Biosphere and Flower Pavilion
The Biosphere and Flower Pavilion was originally constructed for the six-month German Horticultural Show (BUGA) 2001
The architects looked at the history of the site as a conceptual basis for the competition-winning design. While used by both the Prussian and Nazi armies, it was the postwar creation of earthen berms to enclose Russian barracks. Then the design is generated by these forms of earthen berms, framing an artificial valley which is enclosed by a simple flat roof with multiple skylights. The Biosphere and Flower Pavilion is one of a number of projects that offer potent symbols for
The architects veered away from creating a typical glass, greenhouse-like object on flat ground, such as previous European structures influenced by the 19th century Crystal Palace. Instead the Biosphere and Flower Pavilion merges with the existing berms by excavation that hollowed out this valley, creating an extensive sunken garden that reduces the height of the building and creating fill for additional berms. This simple maneuver defines the interior spaces, provides surfaces for planting, and allows the architects to frame views and bring in daylight in interesting ways through the opening of gaps in the sloping earth.

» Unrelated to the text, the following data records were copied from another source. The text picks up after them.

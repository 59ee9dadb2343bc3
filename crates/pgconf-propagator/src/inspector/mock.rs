// Copyright (C) 2025 SyncMyOrders Sp. z o.o.
// SPDX-License-Identifier: AGPL-3.0-or-later
//! Mock inspector for testing.
//!
//! An in-memory stand-in for the engine that records every lookup.

use std::collections::HashMap;
use std::sync::Mutex;

use async_trait::async_trait;

use super::{LiveStateInspector, SettingContext};
use crate::error::{Error, Result};

#[derive(Debug, Default)]
struct MockState {
    values: HashMap<String, String>,
    contexts: HashMap<String, SettingContext>,
    lookups: Vec<String>,
}

/// Mock inspector for testing.
#[derive(Debug, Default)]
pub struct MockInspector {
    state: Mutex<MockState>,
    /// Answer for `has_pending_restart`
    pub pending_restart: bool,
    /// If true, every read behaves as if the engine were down
    pub unreachable: bool,
}

impl MockInspector {
    /// Create an empty mock inspector.
    pub fn new() -> Self {
        Self::default()
    }

    /// Create a mock inspector whose engine never answers.
    pub fn unreachable() -> Self {
        Self {
            unreachable: true,
            ..Self::default()
        }
    }

    /// Register a live parameter.
    pub fn with_setting(self, name: &str, value: &str, context: SettingContext) -> Self {
        {
            let mut state = self.state.lock().unwrap();
            state.values.insert(name.to_string(), value.to_string());
            state.contexts.insert(name.to_string(), context);
        }
        self
    }

    /// Register a live value whose context lookup finds nothing.
    pub fn with_value(self, name: &str, value: &str) -> Self {
        self.state
            .lock()
            .unwrap()
            .values
            .insert(name.to_string(), value.to_string());
        self
    }

    /// Set the answer of the pending-restart aggregate.
    pub fn with_pending_restart(mut self, pending: bool) -> Self {
        self.pending_restart = pending;
        self
    }

    /// Names passed to `current_value` and `context`, in call order.
    pub fn lookups(&self) -> Vec<String> {
        self.state.lock().unwrap().lookups.clone()
    }

    fn record(&self, name: &str) -> std::sync::MutexGuard<'_, MockState> {
        let mut state = self.state.lock().unwrap();
        state.lookups.push(name.to_string());
        state
    }
}

#[async_trait]
impl LiveStateInspector for MockInspector {
    async fn current_value(&self, name: &str) -> Option<String> {
        let state = self.record(name);
        if self.unreachable {
            return None;
        }
        state.values.get(name).cloned()
    }

    async fn context(&self, name: &str) -> Option<SettingContext> {
        let state = self.record(name);
        if self.unreachable {
            return None;
        }
        state.contexts.get(name).copied()
    }

    async fn has_pending_restart(&self) -> Result<bool> {
        if self.unreachable {
            return Err(Error::DatabaseTimeout(0));
        }
        Ok(self.pending_restart)
    }
}
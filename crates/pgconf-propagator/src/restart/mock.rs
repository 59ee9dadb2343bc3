// Copyright (C) 2025 SyncMyOrders Sp. z o.o.
// SPDX-License-Identifier: AGPL-3.0-or-later
//! Mock restart backend for testing.

use std::sync::Mutex;

use async_trait::async_trait;

use super::{RestartCommand, RestartOutcome};
use crate::error::{Error, Result};

/// Records restart requests instead of issuing them.
#[derive(Debug, Default)]
pub struct MockRestartCommand {
    requests: Mutex<Vec<(String, String)>>,
    /// If true, every request fails
    pub fail_by_default: bool,
}

impl MockRestartCommand {
    pub fn new() -> Self {
        Self::default()
    }

    /// Create a mock whose requests always fail.
    pub fn failing() -> Self {
        Self {
            fail_by_default: true,
            ..Self::default()
        }
    }

    /// `(cluster, member)` pairs received so far.
    pub fn requests(&self) -> Vec<(String, String)> {
        self.requests.lock().unwrap().clone()
    }
}

#[async_trait]
impl RestartCommand for MockRestartCommand {
    fn command_type(&self) -> &'static str {
        "mock"
    }

    async fn restart_member(&self, cluster: &str, member: &str) -> Result<RestartOutcome> {
        self.requests
            .lock()
            .unwrap()
            .push((cluster.to_string(), member.to_string()));

        if self.fail_by_default {
            return Err(Error::RestartCommand("mock failure".to_string()));
        }
        Ok(RestartOutcome {
            cluster: cluster.to_string(),
            member: member.to_string(),
            pid: None,
        })
    }
}
// Copyright (C) 2025 SyncMyOrders Sp. z o.o.
// SPDX-License-Identifier: AGPL-3.0-or-later
//! `patronictl` restart backend.

use std::path::PathBuf;
use std::process::Stdio;

use async_trait::async_trait;
use tokio::process::Command;
use tracing::{debug, info};

use super::{RestartCommand, RestartOutcome};
use crate::config::Config;
use crate::error::{Error, Result};

/// Spawns `patronictl -c <config> restart <cluster> <member> --force`.
#[derive(Debug, Clone)]
pub struct PatronictlRestart {
    binary: String,
    config_path: PathBuf,
}

impl PatronictlRestart {
    pub fn new(binary: impl Into<String>, config_path: impl Into<PathBuf>) -> Self {
        Self {
            binary: binary.into(),
            config_path: config_path.into(),
        }
    }

    pub fn from_config(config: &Config) -> Self {
        Self::new(&config.patronictl_bin, &config.patroni_config_path)
    }

    /// Arguments for a forced restart of exactly one member.
    pub fn restart_args(&self, cluster: &str, member: &str) -> Vec<String> {
        vec![
            "-c".to_string(),
            self.config_path.to_string_lossy().into_owned(),
            "restart".to_string(),
            cluster.to_string(),
            member.to_string(),
            "--force".to_string(),
        ]
    }
}

#[async_trait]
impl RestartCommand for PatronictlRestart {
    fn command_type(&self) -> &'static str {
        "patronictl"
    }

    async fn restart_member(&self, cluster: &str, member: &str) -> Result<RestartOutcome> {
        let args = self.restart_args(cluster, member);
        debug!(binary = %self.binary, args = ?args, "Spawning restart command");

        // The child is detached from our lifetime; dropping the handle does not kill it.
        let child = Command::new(&self.binary)
            .args(&args)
            .stdin(Stdio::null())
            .stdout(Stdio::null())
            .stderr(Stdio::null())
            .spawn()
            .map_err(|e| Error::RestartCommand(format!("cannot spawn {}: {}", self.binary, e)))?;

        let pid = child.id();
        info!(pid = ?pid, cluster, member, "Restart command issued");

        Ok(RestartOutcome {
            cluster: cluster.to_string(),
            member: member.to_string(),
            pid,
        })
    }
}

#[cfg(test)]
mod tests {
    use super::*;

    #[test]
    fn test_restart_args_target_single_member_with_force() {
        let restart = PatronictlRestart::new("patronictl", "/patroni/pg_node.yml");

        assert_eq!(
            restart.restart_args("main", "pg-node-1"),
            vec![
                "-c",
                "/patroni/pg_node.yml",
                "restart",
                "main",
                "pg-node-1",
                "--force"
            ]
        );
    }

    #[tokio::test]
    async fn test_restart_member_spawns_command() {
        // `true` ignores its arguments and exits immediately.
        let restart = PatronictlRestart::new("true", "/patroni/pg_node.yml");

        let outcome = restart.restart_member("main", "pg-node-1").await.unwrap();

        assert_eq!(outcome.member, "pg-node-1");
        assert!(outcome.pid.is_some());
    }

    #[tokio::test]
    async fn test_missing_binary_is_an_error() {
        let restart = PatronictlRestart::new("/nonexistent/patronictl", "/patroni/pg_node.yml");

        let err = restart.restart_member("main", "pg-0").await.unwrap_err();
        assert!(matches!(err, Error::RestartCommand(_)));
    }
}
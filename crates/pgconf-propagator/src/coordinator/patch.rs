// Copyright (C) 2025 SyncMyOrders Sp. z o.o.
// SPDX-License-Identifier: AGPL-3.0-or-later
//! Parameter patch submission.

use reqwest::{Method, StatusCode};
use serde::Serialize;
use tracing::{error, info};

use super::CoordinatorClient;
use crate::error::Result;
use crate::reconciler::ConfigDiff;
use crate::retry::RetryPolicy;
use crate::settings::LOG_LINE_PREFIX;

/// Body of `PATCH /config`.
///
/// Only the engine parameters section is present, so the coordinator merges
/// it without touching the rest of its dynamic configuration.
#[derive(Debug, Clone, PartialEq, Serialize)]
pub struct ConfigPatch {
    pub engine: EngineSection,
}

/// Engine section of a [`ConfigPatch`].
#[derive(Debug, Clone, PartialEq, Serialize)]
pub struct EngineSection {
    pub parameters: ConfigDiff,
}

impl ConfigPatch {
    /// Build the patch for `diff`.
    ///
    /// Backslashes are doubled in every value except `log_line_prefix`, so
    /// the coordinator writes them literally into the engine configuration.
    pub fn from_diff(diff: &ConfigDiff) -> Self {
        let parameters = diff
            .iter()
            .map(|(name, value)| (name.as_str(), escape_value(name, value)))
            .collect();

        Self {
            engine: EngineSection { parameters },
        }
    }
}

fn escape_value(name: &str, value: &str) -> String {
    if name == LOG_LINE_PREFIX {
        value.to_string()
    } else {
        value.replace('\\', "\\\\")
    }
}

/// Result of a completed patch request.
#[derive(Debug, Clone, Copy, PartialEq, Eq)]
pub struct SubmitOutcome {
    pub status: StatusCode,
}

impl SubmitOutcome {
    /// Whether the coordinator accepted the patch.
    pub fn is_accepted(&self) -> bool {
        self.status.is_success()
    }
}

/// Sends configuration diffs to the coordinator.
#[derive(Debug, Clone)]
pub struct PatchSubmitter {
    client: CoordinatorClient,
    retry: RetryPolicy,
}

impl PatchSubmitter {
    pub fn new(client: CoordinatorClient, retry: RetryPolicy) -> Self {
        Self { client, retry }
    }

    /// Submit `diff` as a single patch.
    ///
    /// Any HTTP response counts as a completed submission and is returned
    /// as-is; only transport failures are retried.
    pub async fn submit(&self, diff: &ConfigDiff) -> Result<SubmitOutcome> {
        let body = serde_json::to_vec(&ConfigPatch::from_diff(diff))?;

        let status = self
            .retry
            .run("config patch", || self.send(body.clone()))
            .await?;

        let outcome = SubmitOutcome { status };
        if outcome.is_accepted() {
            info!(status = status.as_u16(), count = diff.len(), "Patch submitted");
        } else {
            error!(status = status.as_u16(), "Coordinator rejected the patch");
        }
        Ok(outcome)
    }

    async fn send(&self, body: Vec<u8>) -> std::result::Result<StatusCode, reqwest::Error> {
        let response = self
            .client
            .request(Method::PATCH, "/config")
            .header(reqwest::header::CONTENT_TYPE, "application/json")
            .body(body)
            .send()
            .await?;
        Ok(response.status())
    }
}
// Copyright (C) 2025 SyncMyOrders Sp. z o.o.
// SPDX-License-Identifier: AGPL-3.0-or-later
//! PostgresInspector tests against a real engine.
//!
//! Run with `TEST_PGCONF_DATABASE_URL=postgres://... cargo test`.

mod common;

use std::time::Duration;

use pgconf_propagator::inspector::{LiveStateInspector, PostgresInspector, SettingContext};

fn inspector() -> PostgresInspector {
    let url = std::env::var("TEST_PGCONF_DATABASE_URL").expect("TEST_PGCONF_DATABASE_URL");
    PostgresInspector::new(&url, Duration::from_secs(3), Duration::from_secs(3))
        .expect("Failed to build inspector")
}

#[tokio::test]
async fn test_current_value_of_known_parameter() {
    skip_if_no_db!();

    let value = inspector().current_value("max_connections").await;

    let parsed: u32 = value
        .expect("max_connections should be readable")
        .parse()
        .expect("max_connections should be numeric");
    assert!(parsed > 0);
}

#[tokio::test]
async fn test_current_value_of_unknown_parameter_is_none() {
    skip_if_no_db!();

    assert_eq!(
        inspector().current_value("no_such_parameter_xyz").await,
        None
    );
}

#[tokio::test]
async fn test_contexts_of_known_parameters() {
    skip_if_no_db!();
    let inspector = inspector();

    assert_eq!(
        inspector.context("block_size").await,
        Some(SettingContext::Internal)
    );
    assert_eq!(
        inspector.context("max_connections").await,
        Some(SettingContext::Postmaster)
    );
    assert_eq!(
        inspector.context("work_mem").await,
        Some(SettingContext::User)
    );
    assert_eq!(inspector.context("no_such_parameter_xyz").await, None);
}

#[tokio::test]
async fn test_pending_restart_aggregate_is_readable() {
    skip_if_no_db!();

    assert!(inspector().has_pending_restart().await.is_ok());
}

#[tokio::test]
async fn test_repeated_lookups_do_not_leak_connections() {
    skip_if_no_db!();
    let inspector = inspector();

    // Far more lookups than a default max_connections would allow if leaked.
    for _ in 0..150 {
        assert!(inspector.current_value("work_mem").await.is_some());
    }
}
// Copyright (C) 2025 SyncMyOrders Sp. z o.o.
// SPDX-License-Identifier: AGPL-3.0-or-later
//! Targeted restart of the local cluster member.
//!
//! The restart is always addressed to one named member and forced past the
//! interactive confirmation. It is fire-and-forget: the process issuing it
//! may itself be restarted, so completion is never awaited.

pub mod mock;
pub mod patronictl;

use std::sync::Arc;

use async_trait::async_trait;
use tracing::info;

use crate::config::Config;
use crate::error::Result;

pub use mock::MockRestartCommand;
pub use patronictl::PatronictlRestart;

/// What was issued by a restart request.
#[derive(Debug, Clone, PartialEq, Eq)]
pub struct RestartOutcome {
    pub cluster: String,
    pub member: String,
    /// PID of the spawned command, when one was spawned.
    pub pid: Option<u32>,
}

/// Backend that issues the restart of a single member.
#[async_trait]
pub trait RestartCommand: Send + Sync {
    /// Backend identifier (e.g. "patronictl", "mock")
    fn command_type(&self) -> &'static str;

    /// Issue a forced restart of `member` in `cluster` without waiting for it.
    async fn restart_member(&self, cluster: &str, member: &str) -> Result<RestartOutcome>;
}

/// Schedules restarts of this member through a [`RestartCommand`].
pub struct RestartOrchestrator {
    command: Arc<dyn RestartCommand>,
    cluster_name: String,
    member_name: String,
}

impl RestartOrchestrator {
    pub fn new(
        command: Arc<dyn RestartCommand>,
        cluster_name: impl Into<String>,
        member_name: impl Into<String>,
    ) -> Self {
        Self {
            command,
            cluster_name: cluster_name.into(),
            member_name: member_name.into(),
        }
    }

    /// Orchestrator using `patronictl` for the member described by `config`.
    pub fn from_config(config: &Config) -> Result<Self> {
        Ok(Self::new(
            Arc::new(PatronictlRestart::from_config(config)),
            config.cluster_name()?,
            &config.member_name,
        ))
    }

    pub fn member_name(&self) -> &str {
        &self.member_name
    }

    /// Issue one restart command for the local member.
    pub async fn schedule_restart(&self) -> Result<RestartOutcome> {
        info!(
            cluster = %self.cluster_name,
            member = %self.member_name,
            command = self.command.command_type(),
            "Schedule restart"
        );
        self.command
            .restart_member(&self.cluster_name, &self.member_name)
            .await
    }
}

Inside the Biosphere and Flower Pavilion is a single 200m long space, consists of a series of extended low berms clad with plants and flowers on the south faces and stone and wood on the north faces, a combination of natural and fabric, part architecture, part landscape. They seem to represent natural geological conditions, such that water moving through the building formed the walls of the space. By framing partial views to the adjacent park, the visitor is led through a series of inclined planes covered by tropical plants and, with views of the vegetation either at ground-level or from the vantage point of suspended wood bridges. Moving along the bridges, one looks down at the water basin, saturated with vegetation, which enhances this representation.
After the six month garden show the Biosphere and Flower Pavilion will be run as a commercial attraction by Cinemax, a movie theater company. The structure will become the Cinemax Biosphere, a for-profit commercial attraction with theaters and gardens. Their 20 years lease will not only preserve the building and its contents but also its message of architecture built with the landscape, not on the landscape.